Assignment: Give the data below again, word for word.

** Recorded information follows **

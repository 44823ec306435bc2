//! Classification of upstream call outcomes.
//!
//! A pure mapping from transport outcome to a typed failure. The HTTP-facing
//! envelope translation lives in `http::error`; this module only decides
//! what went wrong.

use axum::http::StatusCode;

/// Failure of one upstream call.
#[derive(Debug, thiserror::Error)]
pub enum UpstreamError {
    /// Connection refused or host unreachable.
    #[error("upstream unreachable: {0}")]
    Unavailable(reqwest::Error),

    /// The bounded call timeout expired.
    #[error("upstream call timed out: {0}")]
    Timeout(reqwest::Error),

    /// The upstream answered outside [200, 300).
    #[error("upstream responded with status {status}")]
    Status { status: StatusCode },

    /// The upstream body was not valid JSON where JSON was expected.
    #[error("upstream returned a non-JSON body: {0}")]
    Protocol(#[source] serde_json::Error),

    /// Any other transport-level failure (e.g., connection reset mid-body).
    #[error("upstream transport error: {0}")]
    Transport(reqwest::Error),
}

impl UpstreamError {
    /// Classify a reqwest transport error.
    ///
    /// Timeout takes precedence: a connect that times out is a timeout, not
    /// an unreachable host.
    pub fn from_transport(err: reqwest::Error) -> Self {
        if err.is_timeout() {
            Self::Timeout(err)
        } else if err.is_connect() {
            Self::Unavailable(err)
        } else {
            Self::Transport(err)
        }
    }

    /// Upstream status code, for envelope `code` reporting.
    pub fn upstream_status(&self) -> Option<u16> {
        match self {
            Self::Status { status } => Some(status.as_u16()),
            _ => None,
        }
    }
}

** End of Recorded information **

Task result:
repository 44823ec306435bc2
//! Classification of upstream call outcomes.
//!
//! A pure mapping from transport outcome to a typed failure. The HTTP-facing
//! envelope translation lives in `http::error`; this module only decides
//! what went wrong.

use axum::http::StatusCode;

/// Failure of one upstream call.
#[derive(Debug, thiserror::Error)]
pub enum UpstreamError {
    /// Connection refused or host unreachable.
    #[error("upstream unreachable: {0}")]
    Unavailable(reqwest::Error),

    /// The bounded call timeout expired.
    #[error("upstream call timed out: {0}")]
    Timeout(reqwest::Error),

    /// The upstream answered outside [200, 300).
    #[error("upstream responded with status {status}")]
    Status { status: StatusCode },

    /// The upstream body was not valid JSON where JSON was expected.
    #[error("upstream returned a non-JSON body: {0}")]
    Protocol(#[source] serde_json::Error),

    /// Any other transport-level failure (e.g., connection reset mid-body).
    #[error("upstream transport error: {0}")]
    Transport(reqwest::Error),
}

impl UpstreamError {
    /// Classify a reqwest transport error.
    ///
    /// Timeout takes precedence: a connect that times out is a timeout, not
    /// an unreachable host.
    pub fn from_transport(err: reqwest::Error) -> Self {
        if err.is_timeout() {
            Self::Timeout(err)
        } else if err.is_connect() {
            Self::Unavailable(err)
        } else {
            Self::Transport(err)
        }
    }

    /// Upstream status code, for envelope `code` reporting.
    pub fn upstream_status(&self) -> Option<u16> {
        match self {
            Self::Status { status } => Some(status.as_u16()),
            _ => None,
        }
    }
}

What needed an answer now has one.